LBFS exploits commonality to save bandwidth

### Key ideas:

- chunkifying files
- rabin fingerprints per chunk  (overlapping 48-byte regions?)
- SHA1 hash of chunks delineated by finger prints
- server chunk database
- done first by!!!!

### Usage:

![](lbfsMsgs.png)


### Issues:
- small chunks (use min)
- big chunks (use max)


### Implications? 
- commonality in related files
- commonality in unrelated files? Not so much.
- deduplication of duplicated files detected by simpler fixed-size
- MS Single Instance Storage (SIS) was introduced with the Remote
  Installation Services feature of Windows 2000 Server.
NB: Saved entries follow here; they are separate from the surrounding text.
// ---------------------------------------------------------------------------
// Coherence check
// ---------------------------------------------------------------------------
//
// A greedy anchor can pull in members that match the anchor but not each
// other. Clusters above two members must keep an average pairwise
// (unboosted) similarity at or above the coherence threshold, otherwise
// they collapse to the anchor and the rest go back to the pool.
// ---------------------------------------------------------------------------

use crate::builder::{BuiltCluster, ClusterBuilder, EmbeddingTable};

/// Clusters at or below this size always pass.
const MIN_CHECKED_SIZE: usize = 3;

#[derive(Debug, Clone, Copy, PartialEq)]
pub struct CoherenceVerdict {
	/// Average over measurable pairs; `None` when nothing was measured.
	pub average: Option<f64>,
	/// Pairs where both members had embeddings.
	pub pairs: usize,
	pub passed: bool,
}

/// Average pairwise similarity among members with embeddings. Pairs with a
/// missing embedding are skipped rather than counted as zero.
pub fn average_pairwise_similarity(
	members: &[usize],
	embeddings: &EmbeddingTable,
) -> Option<(f64, usize)> {
	let mut total = 0.0;
	let mut pairs = 0usize;
	for (i, &a) in members.iter().enumerate() {
		for &b in &members[i + 1..] {
			if let Some(sim) = embeddings.similarity(a, b) {
				total += sim;
				pairs += 1;
			}
		}
	}
	(pairs > 0).then(|| (total / pairs as f64, pairs))
}

/// Judge a member list without changing anything.
pub fn check_coherence(
	members: &[usize],
	embeddings: &EmbeddingTable,
	threshold: f64,
) -> CoherenceVerdict {
	if members.len() < MIN_CHECKED_SIZE {
		return CoherenceVerdict {
			average: None,
			pairs: 0,
			passed: true,
		};
	}
	match average_pairwise_similarity(members, embeddings) {
		Some((average, pairs)) => CoherenceVerdict {
			average: Some(average),
			pairs,
			passed: average >= threshold,
		},
		None => CoherenceVerdict {
			average: None,
			pairs: 0,
			passed: true,
		},
	}
}

/// Check `cluster` and demote it to a singleton when incoherent, releasing
/// every non-anchor member back to `builder`.
pub fn enforce_coherence(
	cluster: &mut BuiltCluster,
	builder: &mut ClusterBuilder<'_>,
	embeddings: &EmbeddingTable,
	threshold: f64,
) -> CoherenceVerdict {
	let verdict = check_coherence(&cluster.members, embeddings, threshold);
	if !verdict.passed {
		let released = cluster.collapse_to_anchor();
		tracing::debug!(
			topic = %cluster.topic,
			released = released.len(),
			average = verdict.average.unwrap_or_default(),
			threshold,
			"Demoting incoherent cluster to its anchor"
		);
		builder.release(&released);
	}
	verdict
}
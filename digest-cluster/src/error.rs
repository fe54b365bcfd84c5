use thiserror::Error;

#[derive(Debug, Error)]
pub enum ClusterError {
	#[error("Storage error: {0}")]
	Storage(String),
	#[error("Embedding lookup failed: {0}")]
	Embedding(String),
	#[error("LLM error: {0}")]
	Llm(String),
	#[error("Clustering run cancelled")]
	Cancelled,
	#[error("Invalid configuration: {0}")]
	InvalidConfig(String),
	#[error("Snapshot error: {0}")]
	Snapshot(String),
	#[error("IO error: {0}")]
	Io(#[from] std::io::Error),
	#[error("JSON error: {0}")]
	Json(#[from] serde_json::Error),
}

impl ClusterError {
	pub fn code(&self) -> &str {
		match self {
			Self::Storage(_) => "CLUSTER_STORAGE",
			Self::Embedding(_) => "CLUSTER_EMBEDDING",
			Self::Llm(_) => "CLUSTER_LLM",
			Self::Cancelled => "CLUSTER_CANCELLED",
			Self::InvalidConfig(_) => "CLUSTER_INVALID_CONFIG",
			Self::Snapshot(_) => "CLUSTER_SNAPSHOT",
			Self::Io(_) => "CLUSTER_IO",
			Self::Json(_) => "CLUSTER_JSON",
		}
	}

	/// Cancellation must reach the caller; everything else may be tolerated
	/// at per-item boundaries.
	pub fn is_cancelled(&self) -> bool {
		matches!(self, Self::Cancelled)
	}

	pub fn to_json(&self) -> serde_json::Value {
		serde_json::json!({
			"code": self.code(),
			"message": self.to_string(),
		})
	}
}
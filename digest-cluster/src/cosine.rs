// ---------------------------------------------------------------------------
// Cosine similarity
// ---------------------------------------------------------------------------
//
// The one similarity primitive shared by deduplication, cluster building and
// coherence checking. Never errors, never returns NaN.
// ---------------------------------------------------------------------------

/// Cosine similarity between two embeddings.
///
/// Returns 0.0 for empty vectors, dimension mismatches, zero-magnitude
/// vectors and non-finite results. Clamped to [-1.0, 1.0].
pub fn cosine_similarity(a: &[f32], b: &[f32]) -> f64 {
	if a.len() != b.len() || a.is_empty() {
		return 0.0;
	}

	let mut dot: f64 = 0.0;
	let mut norm_a: f64 = 0.0;
	let mut norm_b: f64 = 0.0;

	for (&x, &y) in a.iter().zip(b) {
		let (x, y) = (x as f64, y as f64);
		dot += x * y;
		norm_a += x * x;
		norm_b += y * y;
	}

	finish(dot, norm_a.sqrt() * norm_b.sqrt())
}

/// L2 norm of an embedding.
pub fn compute_magnitude(embedding: &[f32]) -> f64 {
	embedding
		.iter()
		.map(|&v| (v as f64) * (v as f64))
		.sum::<f64>()
		.sqrt()
}

/// Cosine similarity with magnitudes computed ahead of time.
///
/// Used where the same embedding is compared against many others in one
/// pass (anchor vs. candidate pool, pairwise coherence).
pub fn cosine_similarity_with_magnitude(a: &[f32], b: &[f32], mag_a: f64, mag_b: f64) -> f64 {
	if a.len() != b.len() || a.is_empty() {
		return 0.0;
	}

	let dot: f64 = a
		.iter()
		.zip(b)
		.map(|(&x, &y)| (x as f64) * (y as f64))
		.sum();

	finish(dot, mag_a * mag_b)
}

fn finish(dot: f64, denom: f64) -> f64 {
	if denom == 0.0 || !denom.is_finite() {
		return 0.0;
	}
	let result = dot / denom;
	if !result.is_finite() {
		return 0.0;
	}
	result.clamp(-1.0, 1.0)
}
// ---------------------------------------------------------------------------
// Deduplication gate feeding the store
// ---------------------------------------------------------------------------

#[tokio::test]
async fn dedup_gate_accepts_then_rejects_repost() {
	let store = Arc::new(InMemoryStore::new());
	let cfg = DedupConfig {
		mode: DedupMode::Semantic,
		threshold: 0.95,
		window_days: 7,
	};
	let gate = Deduplicator::from_config(store.clone(), &cfg);

	let original = RawMessage {
		id: "m1".into(),
		text: "Dam breach floods the valley".into(),
		embedding: vec![0.3, 0.9, 0.1],
		tg_date: Some(Utc.with_ymd_and_hms(2026, 6, 1, 1, 0, 0).unwrap()),
	};
	let verdict = gate.is_duplicate(&original, &original.embedding).await.unwrap();
	assert!(!verdict.is_duplicate);
	store.record_message(original);

	let repost = RawMessage {
		id: "m2".into(),
		text: "The valley is flooded after a dam breach".into(),
		embedding: vec![0.31, 0.9, 0.1],
		tg_date: Some(Utc.with_ymd_and_hms(2026, 6, 1, 2, 0, 0).unwrap()),
	};
	let verdict = gate.is_duplicate(&repost, &repost.embedding).await.unwrap();
	assert!(verdict.is_duplicate);
	assert_eq!(verdict.original_id.as_deref(), Some("m1"));
}

// ---------------------------------------------------------------------------
// Binary
// ---------------------------------------------------------------------------

fn run_binary(args: &[&str]) -> (i32, Vec<Value>) {
	let output = Command::new(env!("CARGO_BIN_EXE_digest-cluster-engine"))
		.args(args)
		.env_remove("RUST_LOG")
		.output()
		.expect("failed to spawn digest-cluster-engine");
	let lines = String::from_utf8_lossy(&output.stdout)
		.lines()
		.filter(|l| !l.trim().is_empty())
		.map(|l| serde_json::from_str(l).unwrap_or_else(|e| panic!("bad line {l}: {e}")))
		.collect();
	(output.status.code().unwrap_or(-1), lines)
}

fn snapshot_json() -> Value {
	json!({
		"window": { "start": "2026-06-01T00:00:00Z", "end": "2026-06-01T12:00:00Z" },
		"source": "digest",
		"items": [
			{ "id": "a", "topic": "Energy", "summary": "Grid failure", "importanceScore": 0.9,
			  "embedding": [1.0, 0.0] },
			{ "id": "b", "topic": "energy", "summary": "Power out", "importanceScore": 0.4,
			  "embedding": encode_embedding(&[1.0, 0.0]) },
			{ "id": "c", "topic": "Sport", "summary": "Cup final", "importanceScore": 0.5 }
		],
		"settings": { "cluster_similarity_threshold": 0.8 },
		"embeddings": { "c": [0.0, 1.0] }
	})
}
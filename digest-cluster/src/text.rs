// ---------------------------------------------------------------------------
// Text utilities
// ---------------------------------------------------------------------------
//
// Token sets, Jaccard overlap and string normalization shared by topic
// canonicalization, content hashing and link enrichment.
// ---------------------------------------------------------------------------

use std::collections::HashSet;
use std::sync::OnceLock;

use regex::Regex;

// ---------------------------------------------------------------------------
// Stop words
// ---------------------------------------------------------------------------

/// Function words that carry no topic identity. Topic labels arrive in
/// English, Russian and Ukrainian.
const STOP_WORDS: &[&str] = &[
	// en
	"a", "an", "and", "as", "at", "by", "for", "from", "in", "into", "of", "on", "or", "over",
	"the", "to", "vs", "with",
	// ru
	"в", "во", "и", "к", "на", "над", "о", "об", "от", "по", "под", "при", "с", "со", "у",
	"для", "из", "за", "против",
	// uk
	"і", "й", "та", "від", "до", "щодо", "проти",
];

fn stop_words() -> &'static HashSet<&'static str> {
	static SET: OnceLock<HashSet<&'static str>> = OnceLock::new();
	SET.get_or_init(|| STOP_WORDS.iter().copied().collect())
}

fn whitespace_run() -> Option<&'static Regex> {
	static RE: OnceLock<Option<Regex>> = OnceLock::new();
	RE.get_or_init(|| Regex::new(r"\s+").ok()).as_ref()
}

// ---------------------------------------------------------------------------
// Tokenisation
// ---------------------------------------------------------------------------

/// Lowercase, split on whitespace and strip punctuation surrounding each
/// token. Interior punctuation ("u.s.", "covid-19") is kept.
pub fn tokenize(text: &str) -> Vec<String> {
	text.to_lowercase()
		.split_whitespace()
		.map(|t| t.trim_matches(|c: char| !c.is_alphanumeric()))
		.filter(|t| !t.is_empty())
		.map(|t| t.to_string())
		.collect()
}

/// Token set with stop words removed. Falls back to the full token set when
/// every token is a stop word, so "The" still has an identity.
pub fn token_set(text: &str) -> HashSet<String> {
	let tokens = tokenize(text);
	let content: HashSet<String> = tokens
		.iter()
		.filter(|t| !stop_words().contains(t.as_str()))
		.cloned()
		.collect();
	if content.is_empty() {
		tokens.into_iter().collect()
	} else {
		content
	}
}

/// Jaccard index of two sets. 0 when either is empty.
pub fn jaccard(a: &HashSet<String>, b: &HashSet<String>) -> f64 {
	if a.is_empty() || b.is_empty() {
		return 0.0;
	}
	let intersection = a.intersection(b).count();
	let union = a.len() + b.len() - intersection;
	intersection as f64 / union as f64
}

/// Token-set Jaccard similarity of two phrases.
pub fn token_jaccard(a: &str, b: &str) -> f64 {
	jaccard(&token_set(a), &token_set(b))
}

// ---------------------------------------------------------------------------
// Normalization
// ---------------------------------------------------------------------------

/// Trim and collapse internal whitespace runs to single spaces.
pub fn collapse_whitespace(text: &str) -> String {
	match whitespace_run() {
		Some(re) => re.replace_all(text.trim(), " ").into_owned(),
		None => text.split_whitespace().collect::<Vec<_>>().join(" "),
	}
}

/// Uppercase the first letter of every word, lowercase the rest. In mixed
/// case text, short all-uppercase words are kept as written.
pub fn title_case(text: &str) -> String {
	let mixed_case = text.chars().any(|c| c.is_lowercase());
	text.split_whitespace()
		.map(|word| {
			if mixed_case && is_acronym(word) {
				return word.to_string();
			}
			let mut chars = word.chars();
			match chars.next() {
				Some(first) => first
					.to_uppercase()
					.chain(chars.flat_map(|c| c.to_lowercase()))
					.collect::<String>(),
				None => String::new(),
			}
		})
		.collect::<Vec<_>>()
		.join(" ")
}

/// Short all-uppercase words such as `NATO` or `EU`.
fn is_acronym(word: &str) -> bool {
	let letters = word.chars().filter(|c| c.is_alphabetic()).count();
	(2..=4).contains(&letters)
		&& word.chars().filter(|c| c.is_alphabetic()).all(|c| c.is_uppercase())
}

/// Truncate to at most `max_chars` characters on a char boundary.
pub fn truncate_chars(text: &str, max_chars: usize) -> &str {
	match text.char_indices().nth(max_chars) {
		Some((idx, _)) => &text[..idx],
		None => text,
	}
}
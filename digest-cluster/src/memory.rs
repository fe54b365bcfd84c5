// ---------------------------------------------------------------------------
// InMemoryStore — process-local implementation of every port
// ---------------------------------------------------------------------------
//
// Backs the operator binary and the tests. State sits behind one mutex; a
// poisoned lock is recovered since every write leaves the state consistent.
// ---------------------------------------------------------------------------

use std::collections::HashMap;
use std::sync::{Mutex, MutexGuard};

use async_trait::async_trait;
use chrono::{DateTime, Utc};
use uuid::Uuid;

use crate::deduplication::{best_match, content_hash};
use crate::error::ClusterError;
use crate::evidence::EvidenceMap;
use crate::ports::{ClusterRepository, DedupStore, ItemEmbeddings};
use crate::types::{
	Cluster, ClusterMembership, ClusterSource, EvidenceSource, RawMessage, SimilarMessage,
};

struct StoredMessage {
	message: RawMessage,
	hash: String,
}

#[derive(Default)]
struct State {
	clusters: Vec<Cluster>,
	memberships: Vec<ClusterMembership>,
	settings: HashMap<String, serde_json::Value>,
	evidence: EvidenceMap,
	embeddings: HashMap<String, Vec<f32>>,
	messages: Vec<StoredMessage>,
}

#[derive(Default)]
pub struct InMemoryStore {
	state: Mutex<State>,
}

impl InMemoryStore {
	pub fn new() -> Self {
		Self::default()
	}

	fn lock(&self) -> MutexGuard<'_, State> {
		self.state.lock().unwrap_or_else(|e| e.into_inner())
	}

	// -- Seeding -------------------------------------------------------------

	pub fn set_setting(&self, key: &str, value: serde_json::Value) {
		self.lock().settings.insert(key.to_string(), value);
	}

	pub fn set_evidence(&self, item_id: &str, sources: Vec<EvidenceSource>) {
		self.lock().evidence.insert(item_id.to_string(), sources);
	}

	pub fn set_item_embedding(&self, item_id: &str, embedding: Vec<f32>) {
		self.lock().embeddings.insert(item_id.to_string(), embedding);
	}

	/// Record an accepted message for later duplicate checks.
	pub fn record_message(&self, message: RawMessage) {
		let hash = content_hash(&message.text);
		self.lock().messages.push(StoredMessage { message, hash });
	}

	// -- Inspection ----------------------------------------------------------

	pub fn clusters(&self) -> Vec<Cluster> {
		self.lock().clusters.clone()
	}

	pub fn memberships(&self) -> Vec<ClusterMembership> {
		self.lock().memberships.clone()
	}

	/// Member item ids of a cluster, in insertion order.
	pub fn members_of(&self, cluster_id: &str) -> Vec<String> {
		self.lock()
			.memberships
			.iter()
			.filter(|m| m.cluster_id == cluster_id)
			.map(|m| m.item_id.clone())
			.collect()
	}

	fn retain_clusters<F>(&self, mut keep: F)
	where
		F: FnMut(&Cluster) -> bool,
	{
		let mut state = self.lock();
		let (kept, removed): (Vec<Cluster>, Vec<Cluster>) =
			state.clusters.drain(..).partition(|c| keep(c));
		state.clusters = kept;
		if !removed.is_empty() {
			state
				.memberships
				.retain(|m| !removed.iter().any(|c| c.id == m.cluster_id));
		}
	}
}

#[async_trait]
impl ClusterRepository for InMemoryStore {
	async fn delete_clusters_for_window(
		&self,
		start: DateTime<Utc>,
		end: DateTime<Utc>,
	) -> Result<(), ClusterError> {
		self.retain_clusters(|c| !(c.start == start && c.end == end));
		Ok(())
	}

	async fn delete_clusters_for_window_and_source(
		&self,
		start: DateTime<Utc>,
		end: DateTime<Utc>,
		source: ClusterSource,
	) -> Result<(), ClusterError> {
		self.retain_clusters(|c| !(c.start == start && c.end == end && c.source == source));
		Ok(())
	}

	async fn create_cluster_with_source(
		&self,
		start: DateTime<Utc>,
		end: DateTime<Utc>,
		topic: &str,
		source: ClusterSource,
	) -> Result<String, ClusterError> {
		let id = Uuid::new_v4().to_string();
		self.lock().clusters.push(Cluster {
			id: id.clone(),
			start,
			end,
			topic: topic.to_string(),
			source,
			created_at: Utc::now(),
		});
		Ok(id)
	}

	async fn add_to_cluster(&self, cluster_id: &str, item_id: &str) -> Result<(), ClusterError> {
		let mut state = self.lock();
		if !state.clusters.iter().any(|c| c.id == cluster_id) {
			return Err(ClusterError::Storage(format!(
				"cluster not found: {}",
				cluster_id
			)));
		}
		let membership = ClusterMembership {
			cluster_id: cluster_id.to_string(),
			item_id: item_id.to_string(),
		};
		if !state.memberships.contains(&membership) {
			state.memberships.push(membership);
		}
		Ok(())
	}

	async fn get_setting(&self, key: &str) -> Result<Option<serde_json::Value>, ClusterError> {
		Ok(self.lock().settings.get(key).cloned())
	}

	async fn get_evidence_for_items(
		&self,
		item_ids: &[String],
	) -> Result<EvidenceMap, ClusterError> {
		let state = self.lock();
		Ok(item_ids
			.iter()
			.filter_map(|id| state.evidence.get(id).map(|e| (id.clone(), e.clone())))
			.collect())
	}
}

#[async_trait]
impl ItemEmbeddings for InMemoryStore {
	async fn get_item_embedding(&self, item_id: &str) -> Result<Option<Vec<f32>>, ClusterError> {
		Ok(self
			.lock()
			.embeddings
			.get(item_id)
			.filter(|e| !e.is_empty())
			.cloned())
	}
}

#[async_trait]
impl DedupStore for InMemoryStore {
	async fn find_by_content_hash(
		&self,
		hash: &str,
		exclude_id: &str,
	) -> Result<Option<String>, ClusterError> {
		Ok(self
			.lock()
			.messages
			.iter()
			.find(|m| m.hash == hash && m.message.id != exclude_id)
			.map(|m| m.message.id.clone()))
	}

	async fn find_similar_message(
		&self,
		embedding: &[f32],
		threshold: f64,
		since: DateTime<Utc>,
		exclude_id: &str,
	) -> Result<Option<SimilarMessage>, ClusterError> {
		let state = self.lock();
		let candidates = state
			.messages
			.iter()
			.filter(|m| m.message.id != exclude_id)
			.filter(|m| m.message.tg_date.is_none_or(|d| d >= since))
			.map(|m| (m.message.id.as_str(), m.message.embedding.as_slice()));
		Ok(best_match(embedding, candidates, threshold))
	}
}

#[cfg(test)]
mod tests {
	use super::*;
	use chrono::TimeZone;

	fn window() -> (DateTime<Utc>, DateTime<Utc>) {
		(
			Utc.with_ymd_and_hms(2026, 6, 1, 0, 0, 0).unwrap(),
			Utc.with_ymd_and_hms(2026, 6, 1, 6, 0, 0).unwrap(),
		)
	}

	#[tokio::test]
	async fn delete_by_source_keeps_other_sources() {
		let store = InMemoryStore::new();
		let (start, end) = window();
		let digest = store.create_cluster(start, end, "A").await.unwrap();
		let research = store
			.create_cluster_with_source(start, end, "B", ClusterSource::Research)
			.await
			.unwrap();
		store.add_to_cluster(&digest, "i1").await.unwrap();
		store.add_to_cluster(&research, "i2").await.unwrap();

		store
			.delete_clusters_for_window_and_source(start, end, ClusterSource::Digest)
			.await
			.unwrap();
		let remaining = store.clusters();
		assert_eq!(remaining.len(), 1);
		assert_eq!(remaining[0].source, ClusterSource::Research);
		assert_eq!(store.memberships().len(), 1);

		store.delete_clusters_for_window(start, end).await.unwrap();
		assert!(store.clusters().is_empty());
		assert!(store.memberships().is_empty());
	}

	#[tokio::test]
	async fn delete_on_empty_window_is_ok() {
		let store = InMemoryStore::new();
		let (start, end) = window();
		assert!(store.delete_clusters_for_window(start, end).await.is_ok());
	}

	#[tokio::test]
	async fn membership_requires_cluster() {
		let store = InMemoryStore::new();
		let err = store.add_to_cluster("nope", "i1").await.unwrap_err();
		assert_eq!(err.code(), "CLUSTER_STORAGE");
	}

	#[tokio::test]
	async fn settings_and_evidence_lookups() {
		let store = InMemoryStore::new();
		store.set_setting("k", serde_json::json!(1));
		assert_eq!(store.get_setting("k").await.unwrap(), Some(serde_json::json!(1)));
		assert_eq!(store.get_setting("missing").await.unwrap(), None);

		store.set_evidence(
			"i1",
			vec![EvidenceSource {
				url: "https://x.com".into(),
				agreement_score: 0.9,
				is_contradiction: false,
			}],
		);
		let ev = store
			.get_evidence_for_items(&["i1".to_string(), "i2".to_string()])
			.await
			.unwrap();
		assert_eq!(ev.len(), 1);
		assert!(ev.contains_key("i1"));
	}

	#[tokio::test]
	async fn empty_stored_embedding_is_none() {
		let store = InMemoryStore::new();
		store.set_item_embedding("a", vec![]);
		store.set_item_embedding("b", vec![1.0]);
		assert_eq!(store.get_item_embedding("a").await.unwrap(), None);
		assert_eq!(store.get_item_embedding("b").await.unwrap(), Some(vec![1.0]));
		assert_eq!(store.get_item_embedding("c").await.unwrap(), None);
	}
}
A typical
  server might hold ten or more unique installation configurations
  (perhaps with different drivers or software suites) but perhaps only
  20% of the data may be unique between configurations
- block checks
- close-to-open consistency
- file "recipes"
    - metadata
    - ordered list of SHA1 hashes

### Why are we not all using this paper?
    
### Comments:
- why not rsync?  (two files)
    - but isn't that enough?
- consistency
- leases
- if I entered a word in the first chunk of a file, would that offset the whole file and change the hash value of every chunk? 
- did some of the techniques and concepts they introduced, get implemented in subversion (rsync 2-file stuff)
- could reduce all files stored within the file system to a series of hashes
- forcing the bounds to be at certain positions will lead to the same shifting problems in some file positions.